Short Text Classification based on Feature Extension using Information in Images

Volume 15, Number 2, February 2019, pp. 667-675
DOI: 10.23940/ijpe.19.02.p31.667675

Shengjie Zhaoa,b and Qianyun Jianga

aCollege of Electronic and Information Engineering, Tongji University, Shanghai, 200800, China
bSchool of Software Engineering, Tongji University, Shanghai, 200800, China

(Submitted on November 10, 2018; Revised on December 12, 2018; Accepted on January 5, 2019)

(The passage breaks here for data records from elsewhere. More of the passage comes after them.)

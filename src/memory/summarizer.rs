//! Summarization collaborators for the summarizing buffer.
//!
//! Folding an evicted turn into the running summary is a strategy with one
//! capability, [`Summarizer::summarize`]. The crate ships a deterministic
//! transcript folder for offline use and tests, and a prompt-driven
//! summarizer that delegates the actual text generation to an injected
//! [`TextGenerator`].

use crate::error::BoxError;
use crate::memory::turn::{TranscriptFormat, Turn};
use std::fmt::Write;
use std::sync::Arc;

/// Folds one turn into a running summary.
pub trait Summarizer: Send + Sync {
    /// Returns the new summary after folding in `turn`.
    ///
    /// # Errors
    ///
    /// Returns the collaborator's own error; callers must treat it as fatal
    /// for the current operation.
    fn summarize(&self, previous_summary: &str, turn: &Turn) -> Result<String, BoxError>;

    /// Returns the name of the summarizer.
    fn name(&self) -> &'static str;
}

/// Adapts a closure into a [`Summarizer`].
///
/// # Examples
///
/// ```
/// use ragkit::memory::{FnSummarizer, Summarizer, Turn};
///
/// let count = FnSummarizer::new(|prev: &str, _turn: &Turn| Ok(format!("{prev}+")));
/// assert_eq!(count.summarize("+", &Turn::new("a", "b")).unwrap(), "++");
/// ```
pub struct FnSummarizer<F> {
    summarize: F,
}

impl<F> FnSummarizer<F>
where
    F: Fn(&str, &Turn) -> Result<String, BoxError> + Send + Sync,
{
    /// Wraps the given folding function.
    pub const fn new(summarize: F) -> Self {
        Self { summarize }
    }
}

impl<F> Summarizer for FnSummarizer<F>
where
    F: Fn(&str, &Turn) -> Result<String, BoxError> + Send + Sync,
{
    fn summarize(&self, previous_summary: &str, turn: &Turn) -> Result<String, BoxError> {
        (self.summarize)(previous_summary, turn)
    }

    fn name(&self) -> &'static str {
        "custom"
    }
}

/// Lossless summarizer: appends the rendered turn to the summary.
#[derive(Debug, Clone, Default)]
pub struct TranscriptSummarizer {
    format: TranscriptFormat,
}

impl TranscriptSummarizer {
    /// Creates a summarizer rendering turns with default prefixes.
    #[must_use]
    pub fn new() -> Self {
        Self::default()
    }

    /// Sets the prefixes used to render folded turns.
    #[must_use]
    pub fn with_format(mut self, format: TranscriptFormat) -> Self {
        self.format = format;
        self
    }
}

impl Summarizer for TranscriptSummarizer {
    fn summarize(&self, previous_summary: &str, turn: &Turn) -> Result<String, BoxError> {
        let rendered = turn.render(&self.format);
        if previous_summary.is_empty() {
            Ok(rendered)
        } else {
            Ok(format!("{previous_summary}\n{rendered}"))
        }
    }

    fn name(&self) -> &'static str {
        "transcript"
    }
}

/// Text-generation capability (an LLM completion call).
pub trait TextGenerator: Send + Sync {
    /// Completes `prompt`.
    ///
    /// # Errors
    ///
    /// Returns the collaborator's own error.
    fn generate(&self, prompt: &str) -> Result<String, BoxError>;
}

/// Instructions for progressive summarization.
pub const SUMMARY_PROMPT: &str = "Progressively summarize the lines of conversation provided, \
adding onto the previous summary and returning a new summary.

EXAMPLE
Current summary:
The human asks what the AI thinks of artificial intelligence. The AI thinks artificial intelligence is a force for good.

New lines of conversation:
Human: Why do you think artificial intelligence is a force for good?
AI: Because artificial intelligence will help humans reach their full potential.

New summary:
The human asks what the AI thinks of artificial intelligence. The AI thinks artificial intelligence is a force for good because it will help humans reach their full potential.
END OF EXAMPLE";

/// Builds the summarization prompt for one fold.
#[must_use]
pub fn build_summary_prompt(previous_summary: &str, new_lines: &str) -> String {
    let mut prompt = String::from(SUMMARY_PROMPT);
    let _ = write!(
        prompt,
        "\n\nCurrent summary:\n{previous_summary}\n\n\
         New lines of conversation:\n{new_lines}\n\n\
         New summary:"
    );
    prompt
}

/// Summarizer that asks a [`TextGenerator`] to extend the summary.
#[derive(Clone)]
pub struct PromptSummarizer {
    generator: Arc<dyn TextGenerator>,
    format: TranscriptFormat,
}

impl PromptSummarizer {
    /// Creates a summarizer around a text generator.
    #[must_use]
    pub fn new(generator: Arc<dyn TextGenerator>) -> Self {
        Self {
            generator,
            format: TranscriptFormat::default(),
        }
    }

    /// Sets the prefixes used to render new lines.
    #[must_use]
    pub fn with_format(mut self, format: TranscriptFormat) -> Self {
        self.format = format;
        self
    }
}

impl std::fmt::Debug for PromptSummarizer {
    fn fmt(&self, f: &mut std::fmt::Formatter<'_>) -> std::fmt::Result {
        f.debug_struct("PromptSummarizer")
            .field("format", &self.format)
            .finish_non_exhaustive()
    }
}

impl Summarizer for PromptSummarizer {
    fn summarize(&self, previous_summary: &str, turn: &Turn) -> Result<String, BoxError> {
        let prompt = build_summary_prompt(previous_summary, &turn.render(&self.format));
        let summary = self.generator.generate(&prompt)?;
        Ok(summary.trim().to_string())
    }

    fn name(&self) -> &'static str {
        "prompt"
    }
}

With the quick development and extensive application of the Internet, there is a growing desire for people to share their life or opinions on social networks, which produces a mass of short texts. Short texts are characterized by short length, sparse features, and a lack of contextual information. Thus, it is difficult for conventional methods to achieve high quality classification performance. To achieve a higher classification accuracy, this paper proposes a novel short text classification method based on feature extension by incorporating the information of the images. Specifically, we first generate a sentence that descripts the images by image caption technology, and then we combine the generated sentence with the text as the input of the classifier. Meanwhile, we introduce a similarity module in terms of the correlation between the image and the short text so as to determine whether the two sentences are combined or not. Simulation results show that our proposed model significantly outperforms the state-of-the-art methods in terms of classification accuracy.